Welcome to Elemeno.ai SDK’s documentation!
Getting Started
Overview
Elemeno AI SDK is the one stop shop for all the elements needed to build your own AI engine.
It includes helpers to use the Elemeno AI operating system, and supports both Elemeno Serverless AI and local installations.
Current features available in the SDK:
Feature Store Management
Data Ingestion
Big Query Datasource
Redshift Datasource
Elasticsearch Datasource
Pandas DF Datasource
Training Data Reading
Inference Data Reading
ML Frameworks Conversion to ONNX
Scikit-learn
Tensorflow
Pytorch
Tensorflow-Lite
Authentication Utils
First Steps
The first step is to install the SDK module via pip.

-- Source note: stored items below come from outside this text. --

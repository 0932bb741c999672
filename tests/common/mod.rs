#![allow(dead_code)]

use std::sync::{Arc, Mutex, Once};

use async_trait::async_trait;
use rest_session_client::{
    ClientConfig, CredentialProvider, Credentials, Error, InMemoryCredentials, OpContext,
    RestApiClient,
};
use wiremock::{MockServer, Request};

static INIT: Once = Once::new();

pub fn init_logging() {
    INIT.call_once(|| {
        let _ = tracing_subscriber::fmt().with_test_writer().try_init();
    });
}

pub fn config(server: &MockServer) -> ClientConfig {
    ClientConfig::new(server.uri()).with_user_agent("rest-session-client-tests/0.1")
}

pub fn client(server: &MockServer, credentials: Arc<dyn CredentialProvider>) -> RestApiClient {
    RestApiClient::new(config(server), credentials).expect("client construction")
}

pub fn alice() -> Arc<InMemoryCredentials> {
    Arc::new(InMemoryCredentials::new("alice", "secret"))
}

/// Credentials whose provider already holds refresh token `r1`.
pub fn resumed_alice() -> Arc<InMemoryCredentials> {
    Arc::new(InMemoryCredentials::new("alice", "secret").with_refresh_token("r1"))
}

/// Requests the server saw for `path`, in arrival order.
pub async fn requests_to(server: &MockServer, path: &str) -> Vec<Request> {
    server
        .received_requests()
        .await
        .unwrap_or_default()
        .into_iter()
        .filter(|req| req.url.path() == path)
        .collect()
}

pub fn header_value(req: &Request, name: &str) -> Option<String> {
    req.headers
        .get(name)
        .and_then(|v| v.to_str().ok())
        .map(str::to_string)
}

/// Provider that appends every interaction to a shared journal.
pub struct JournalingCredentials {
    inner: InMemoryCredentials,
    journal: Arc<Mutex<Vec<String>>>,
}

impl JournalingCredentials {
    pub fn new(inner: InMemoryCredentials, journal: Arc<Mutex<Vec<String>>>) -> Self {
        Self { inner, journal }
    }
}

#[async_trait]
impl CredentialProvider for JournalingCredentials {
    async fn credentials(&self, ctx: &OpContext) -> Result<Credentials, Error> {
        self.journal.lock().unwrap().push("credentials".into());
        self.inner.credentials(ctx).await
    }

    fn refresh_token(&self) -> Option<String> {
        self.inner.refresh_token()
    }

    async fn save_refresh_token(&self, ctx: &OpContext, token: &str) {
        self.journal.lock().unwrap().push(format!("save:{token}"));
        self.inner.save_refresh_token(ctx, token).await;
    }
}
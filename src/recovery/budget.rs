use serde::Deserialize;

use crate::errors::Error;

use super::RecoveryAction;

/// Per logical call caps, one per failure class.
#[derive(Clone, Debug, Deserialize, PartialEq, Eq)]
#[serde(default)]
pub struct RecoveryLimits {
    pub max_csrf_refreshes: u8,
    pub max_logins: u8,
    pub max_token_refreshes: u8,
}

impl RecoveryLimits {
    pub fn new(max_csrf_refreshes: u8, max_logins: u8, max_token_refreshes: u8) -> Self {
        Self {
            max_csrf_refreshes,
            max_logins,
            max_token_refreshes,
        }
    }

    pub fn limit_for(&self, action: RecoveryAction) -> u8 {
        match action {
            RecoveryAction::None => 0,
            RecoveryAction::RefreshCsrf => self.max_csrf_refreshes,
            RecoveryAction::Login => self.max_logins,
            RecoveryAction::RefreshToken => self.max_token_refreshes,
        }
    }
}

impl Default for RecoveryLimits {
    fn default() -> Self {
        Self::new(3, 2, 3)
    }
}

/// Attempt counters for one logical call.
#[derive(Clone, Debug)]
pub(crate) struct RecoveryBudget {
    limits: RecoveryLimits,
    csrf: u8,
    login: u8,
    refresh: u8,
}

impl RecoveryBudget {
    pub(crate) fn new(limits: RecoveryLimits) -> Self {
        Self {
            limits,
            csrf: 0,
            login: 0,
            refresh: 0,
        }
    }

    /// Records one more attempt of `action`, returning its 1-based attempt number.
    pub(crate) fn try_consume(&mut self, action: RecoveryAction) -> Result<u8, Error> {
        let limit = self.limits.limit_for(action);
        let used = match action {
            RecoveryAction::None => return Ok(0),
            RecoveryAction::RefreshCsrf => &mut self.csrf,
            RecoveryAction::Login => &mut self.login,
            RecoveryAction::RefreshToken => &mut self.refresh,
        };
        if *used >= limit {
            return Err(Error::RecoveryExhausted {
                action,
                attempts: *used,
            });
        }
        *used += 1;
        Ok(*used)
    }
}
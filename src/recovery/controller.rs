use async_trait::async_trait;
use tokio::time::Instant;

use crate::config::ErrorCodes;
use crate::credentials::Credentials;
use crate::errors::Error;
use crate::request::RequestDescriptor;
use crate::request_context::OpContext;
use crate::response::Response;
use crate::session::SessionState;
use crate::telemetry::RecoveryTelemetry;

use super::budget::RecoveryBudget;
use super::{RecoveryAction, RecoveryLimits, RecoveryOutcome};

/// Session-level primitives the controller drives. Every method that talks
/// to the server goes through the dispatcher, so tokens in response headers
/// are already captured when it returns.
#[async_trait]
pub trait RecoveryHandler: Send + Sync {
    /// Sends `request` once, without recovery.
    async fn resend(&self, ctx: &OpContext, request: &RequestDescriptor) -> Result<Response, Error>;

    async fn session(&self) -> SessionState;

    /// Status probe that yields a fresh anti-forgery token.
    async fn refresh_csrf(&self, ctx: &OpContext) -> Result<Response, Error>;

    async fn credentials(&self, ctx: &OpContext) -> Result<Credentials, Error>;

    /// Two-step salted login.
    async fn login(&self, ctx: &OpContext, credentials: &Credentials) -> Result<Response, Error>;

    /// Exchanges the refresh token for a new access token.
    async fn refresh_access_token(&self, ctx: &OpContext) -> Result<Response, Error>;

    /// Hands the current refresh token to the credential provider.
    async fn persist_refresh_token(&self, ctx: &OpContext);
}

/// Failure-driven retry loop around one request descriptor.
#[derive(Clone, Debug)]
pub struct RecoveryController {
    limits: RecoveryLimits,
    codes: ErrorCodes,
}

impl RecoveryController {
    pub fn new(limits: RecoveryLimits, codes: ErrorCodes) -> Self {
        Self { limits, codes }
    }

    pub fn limits(&self) -> &RecoveryLimits {
        &self.limits
    }

    pub fn codes(&self) -> &ErrorCodes {
        &self.codes
    }

    /// Sends `request` and keeps recovering until the result needs no action,
    /// a handshake fails, or a failure class runs out of attempts.
    pub async fn execute<H>(
        &self,
        handler: &H,
        ctx: &OpContext,
        request: &RequestDescriptor,
    ) -> (Result<Response, Error>, RecoveryOutcome)
    where
        H: RecoveryHandler + ?Sized,
    {
        let start = Instant::now();
        let telemetry =
            RecoveryTelemetry::new(ctx.id(), format!("{} {}", request.method, request.path));
        let mut budget = RecoveryBudget::new(self.limits.clone());
        let mut actions = Vec::new();
        let mut requests_sent: u8 = 1;

        let mut result = handler.resend(ctx, request).await;
        let result = loop {
            let (action, status, code) = match &result {
                Ok(response) => {
                    let session = handler.session().await;
                    (
                        RecoveryAction::select(response, &session, &self.codes),
                        response.status(),
                        response.error_code().to_string(),
                    )
                }
                Err(_) => (RecoveryAction::None, 0, String::new()),
            };
            if action == RecoveryAction::None {
                break result;
            }

            let attempt = match budget.try_consume(action) {
                Ok(attempt) => attempt,
                Err(err) => {
                    telemetry.emit_exhausted(action, self.limits.limit_for(action));
                    break Err(err);
                }
            };
            telemetry.emit_start(action, attempt, status, &code);
            actions.push(action);

            if let Err(err) = self.recover(handler, ctx, action, &telemetry).await {
                telemetry.emit_failure(action, &err);
                break Err(err);
            }
            telemetry.emit_success(action);

            if let Err(err) = ctx.ensure_active() {
                break Err(err);
            }
            requests_sent = requests_sent.saturating_add(1);
            result = handler.resend(ctx, request).await;
        };

        let outcome = RecoveryOutcome {
            call_id: telemetry.call_id(),
            operation: telemetry.operation().to_string(),
            actions,
            requests_sent,
            success: matches!(&result, Ok(response) if response.is_success()),
            total_elapsed: start.elapsed(),
        };
        outcome.log();
        (result, outcome)
    }

    async fn recover<H>(
        &self,
        handler: &H,
        ctx: &OpContext,
        action: RecoveryAction,
        telemetry: &RecoveryTelemetry,
    ) -> Result<(), Error>
    where
        H: RecoveryHandler + ?Sized,
    {
        match action {
            RecoveryAction::None => {}
            RecoveryAction::RefreshCsrf => {
                ctx.ensure_active()?;
                handler.refresh_csrf(ctx).await?;
            }
            RecoveryAction::Login => {
                ctx.ensure_active()?;
                let credentials = handler
                    .credentials(ctx)
                    .await
                    .map_err(credentials_unavailable)?;

                ctx.ensure_active()?;
                match handler.refresh_csrf(ctx).await {
                    Ok(_) => {}
                    Err(Error::Cancelled) => return Err(Error::Cancelled),
                    Err(err) => telemetry.emit_skipped("csrf_probe", &err),
                }

                ctx.ensure_active()?;
                handler.login(ctx, &credentials).await?;
                drop(credentials);
                handler.persist_refresh_token(ctx).await;
            }
            RecoveryAction::RefreshToken => {
                ctx.ensure_active()?;
                handler.refresh_access_token(ctx).await?;
                handler.persist_refresh_token(ctx).await;
            }
        }
        Ok(())
    }
}

fn credentials_unavailable(err: Error) -> Error {
    match err {
        Error::CredentialsUnavailable(_) | Error::Cancelled => err,
        other => Error::CredentialsUnavailable(other.to_string()),
    }
}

pip install elemeno-ai-sdk
You then run the command :code mlops init and follow the steps in the terminal to configure your MLOps environment.
That’s all.
(optional) If you intend to leave the configuration files in a location different from the default, set the environment variable below.
export ELEMENO_CFG_FILE=<path to config directory>
Configuration file schema
A configuration file named elemeno.yaml is expected to be present in the root of the project (or where the variable ELEMENO_CFG_FILE points to).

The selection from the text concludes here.